In a previous blog, I wrote about movies that were “in development” that often take forever to reach the screen, if they ever make it at all. For many years, the third big screen adaptation of I Am Legend was one such project. The film, starring Will Smith, which is currently burning up the box office, has been in the works since at least 1996, and many people today don’t know it’s already been made into a movie twice.

Legend, a short-story written by Richard Matheson, is about a bacteria that wipes out most of the planet, except for one lone man, who must battle against hideous creatures of the night that were created by the plague. The creatures are vampires, but they’ve clearly provided the blue-print for George Romero’s zombies. Reading Legend, you can imagine Romero’s brand of undead acting out the story in your mind.

Above: Richard Matheson
Matheson’s biography could also be called I Am Legend, especially among horror and sci-fi fans. He wrote many of the best Twilight Zone episodes, as well as The Incredible Shrinking Man, Duel, Somewhere In Time, and many other classic tales.
The inspiration for I Am Legend came when Matheson saw Dracula at the age of sixteen. “When I left the theater, I thought, Gee, one vampire is scary…what if the whole world was full of vampires?” He didn’t get around to writing the story until 1952, and it was published as a short story in 1954.
Matheson tries to put himself in the position of the main character of all his stories, and he placed I Am Legend in the tract-housing neighborhood he lived in at the time in Gardenia, California. A horror story is often much scarier when it could happen in any residential neighborhood, or to any ordinary person, and it’s a rule many successful horror stories have followed since.
Several years after Legend was published, Matheson was contacted by Hammer Films, the classy British horror studio. Matheson flew to England, and wrote his own script adaptation. Hammer had just done their versions of Frankenstein and Dracula, which starred Christopher Lee and Peter Cushing. Both were bloody films in their day, and when Hammer submitted the script for Legend to the British censors, they replied “Absolutely not!,” and the studio realized they wouldn’t be able to make the film in their native land.

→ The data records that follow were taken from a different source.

//! Chat relay endpoint
//!
//! One request = one user turn: the message is appended to the session,
//! the whole transcript goes to the model, and the reply is stored, relayed
//! to the linked Telegram chat (reply first, then each booking link) and
//! returned to the caller.

use axum::{
    extract::State,
    http::StatusCode,
    response::{IntoResponse, Json, Response},
};
use serde::{Deserialize, Serialize};
use std::sync::Arc;
use thiserror::Error;
use tracing::{debug, info, warn};
use uuid::Uuid;

use super::AppState;
use crate::conversation::Role;
use crate::links::extract_links;
use crate::llm::CompletionError;
use crate::prompt::system_prompt;
use crate::telegram::{Notifier, NotifyOutcome};

/// User-facing text returned when the model call fails
pub const CHAT_ERROR_MESSAGE: &str = "❌ An error occurred while processing your request.";

fn default_lang() -> String {
    "en".to_string()
}

#[derive(Debug, Clone, Deserialize)]
pub struct ChatRequest {
    pub message: String,
    #[serde(default = "default_lang")]
    pub lang: String,
    pub session_id: Uuid,
    #[serde(default)]
    pub phone: Option<String>,
}

#[derive(Debug, Serialize, Deserialize)]
pub struct ChatResponse {
    pub response: String,
    pub session_id: Uuid,
}

/// Model failure, reported with the session it happened in
#[derive(Error, Debug)]
#[error("chat completion failed for session {session_id}: {source}")]
pub struct ChatError {
    pub session_id: Uuid,
    #[source]
    pub source: CompletionError,
}

#[derive(Debug, Serialize)]
struct ChatErrorBody {
    response: &'static str,
    error: String,
    session_id: Uuid,
}

impl IntoResponse for ChatError {
    fn into_response(self) -> Response {
        let status = match self.source {
            CompletionError::MissingApiKey => StatusCode::SERVICE_UNAVAILABLE,
            _ => StatusCode::BAD_GATEWAY,
        };
        let body = ChatErrorBody {
            response: CHAT_ERROR_MESSAGE,
            error: self.source.to_string(),
            session_id: self.session_id,
        };
        (status, Json(body)).into_response()
    }
}

pub async fn chat_handler(
    State(state): State<Arc<AppState>>,
    Json(request): Json<ChatRequest>,
) -> Result<Json<ChatResponse>, ChatError> {
    let session_id = request.session_id;

    let today = state.today();
    let transcript = state
        .sessions
        .push_user_turn(
            session_id,
            || system_prompt(today, &request.lang),
            request.message.as_str(),
        )
        .await;

    debug!("Session {}: sending {} messages to model", session_id, transcript.len());

    // The user turn stays in the transcript even if the model call fails
    let reply = match state.completion.complete(&transcript).await {
        Ok(completion) => completion.content,
        Err(source) => {
            warn!("Chat completion failed for session {}: {}", session_id, source);
            return Err(ChatError { session_id, source });
        }
    };

    state
        .sessions
        .append(session_id, Role::Assistant, reply.as_str())
        .await;

    match request.phone.as_deref().filter(|p| !p.trim().is_empty()) {
        Some(phone) => relay_reply(&state.notifier, phone, &reply).await,
        None => debug!("No phone on request, skipping Telegram relay"),
    }

    Ok(Json(ChatResponse {
        response: reply,
        session_id,
    }))
}

/// Send the reply, then each extracted link as its own message.
///
/// Links are skipped when the reply itself could not be routed.
async fn relay_reply(notifier: &Notifier, phone: &str, reply: &str) {
    match notifier.notify(phone, reply, None).await {
        NotifyOutcome::NotLinked | NotifyOutcome::Disabled => return,
        NotifyOutcome::Sent | NotifyOutcome::Failed => {}
    }

    let links = extract_links(reply);
    info!("Relaying {} booking links", links.len());
    for link in links {
        notifier.notify(phone, &link.to_string(), None).await;
    }
}
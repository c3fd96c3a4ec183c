//! HTTP Server
//!
//! Axum server with permissive CORS, request tracing and graceful shutdown.

use axum::Router;
use std::sync::Arc;
use tokio::signal;
use tower_http::cors::{Any, CorsLayer};
use tower_http::trace::TraceLayer;
use tracing::{error, info};

use crate::api::{api_router, AppState};
use crate::config::Config;

/// Chat relay server
pub struct Server {
    config: Config,
    state: Arc<AppState>,
}

impl Server {
    /// Create a server with backends wired from `config`
    pub fn new(config: Config) -> Self {
        let state = Arc::new(AppState::from_config(&config));
        Self { config, state }
    }

    /// Start the server and run until shutdown signal
    pub async fn run(self) -> anyhow::Result<()> {
        let addr = self.config.socket_addr();
        let router = build_router(self.state.clone());

        info!("Starting chat relay on {}", addr);
        info!("Phone directory file: {}", self.config.directory_path.display());

        let listener = tokio::net::TcpListener::bind(addr).await?;

        axum::serve(listener, router)
            .with_graceful_shutdown(shutdown_signal())
            .await?;

        info!("Server shut down gracefully");
        Ok(())
    }
}

/// Build the router with all routes and middleware
pub fn build_router(state: Arc<AppState>) -> Router {
    // Browser frontends on any origin call /chat directly
    let cors = CorsLayer::new()
        .allow_origin(Any)
        .allow_methods(Any)
        .allow_headers(Any);

    api_router(state)
        .layer(cors)
        .layer(TraceLayer::new_for_http())
}

/// Graceful shutdown signal handler
async fn shutdown_signal() {
    let ctrl_c = async {
        if let Err(e) = signal::ctrl_c().await {
            error!("Failed to install Ctrl+C handler: {}", e);
            std::future::pending::<()>().await;
        }
    };

    #[cfg(unix)]
    let terminate = async {
        match signal::unix::signal(signal::unix::SignalKind::terminate()) {
            Ok(mut sig) => {
                sig.recv().await;
            }
            Err(e) => {
                error!("Failed to install SIGTERM handler: {}", e);
                std::future::pending::<()>().await;
            }
        }
    };

    #[cfg(not(unix))]
    let terminate = std::future::pending::<()>();

    tokio::select! {
        _ = ctrl_c => {
            info!("Received Ctrl+C, initiating graceful shutdown");
        }
        _ = terminate => {
            info!("Received SIGTERM, initiating graceful shutdown");
        }
    }
}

Hammer then sold the script to a producer in Hollywood. Matheson wasn’t pleased with the finished film, The Last Man on Earth, which starred Vincent Price, but he was also told if he took his name off the film he wouldn’t get residuals. “I had four children, and I couldn’t afford that, so I invented a pen name: Logan Swanson.”
Yet if you go back and watch Last Man on Earth today, it’s a pretty spooky black and white film, and Price does a fine acting job. You also can’t help but notice strong similarities to Night of the Living Dead, which came four years later, and as Matheson jokes, “It was as close to the book as anyone will ever get except for Night of the Living Dead!”
In 1971 came the next big-screen adaptation, The Omega Man, which is now a camp classic starring Charlton Heston at his hammy best. Before The Omega Man, Matheson tried to get another adaptation of the story going with Hammer, who wanted the movie to stay close to the original story. Dan Curtis, the producer of the classic horror shows Dark Shadows and Kolchak The Night Stalker, was also interested in making a version of Legend that was faithful to the book.
The problem was the rights got mixed up when Hammer sold the script way back when. The rights for the script were owned by one business entity, the rights to the story by another. Once The Omega Man was up and running, Matheson wasn’t even told about it, but it didn’t matter. The finished film was so ridiculous, and so far removed from the story, “it didn’t even bother me because nobody would even recognize it.”
Then Legend was considered to be remade in 1996, this time as a vehicle for Arnold Schwarzenegger, with Ridley Scott directing. “The script wasn’t bad,” said Matheson, “It just wasn’t my book. But I’m sure Ridley would have done a great job, he’s a brilliant director.” This version of Legend was shut down because it would have been too costly to make.
Before the current version with Will Smith was finally ready to go, Matheson, who’s now eighty-one years old, joked, “In my lifetime I assume they’ll make it two or three more times.” He also wondered at the time whether Legend “would work as a film nowadays with everything that’s been done. It’s been done so many times, the book may be passé now.” Yet as the success of the latest version proves, the idea of being the last person alive on a lonely, dangerous planet still hits a nerve after all this time.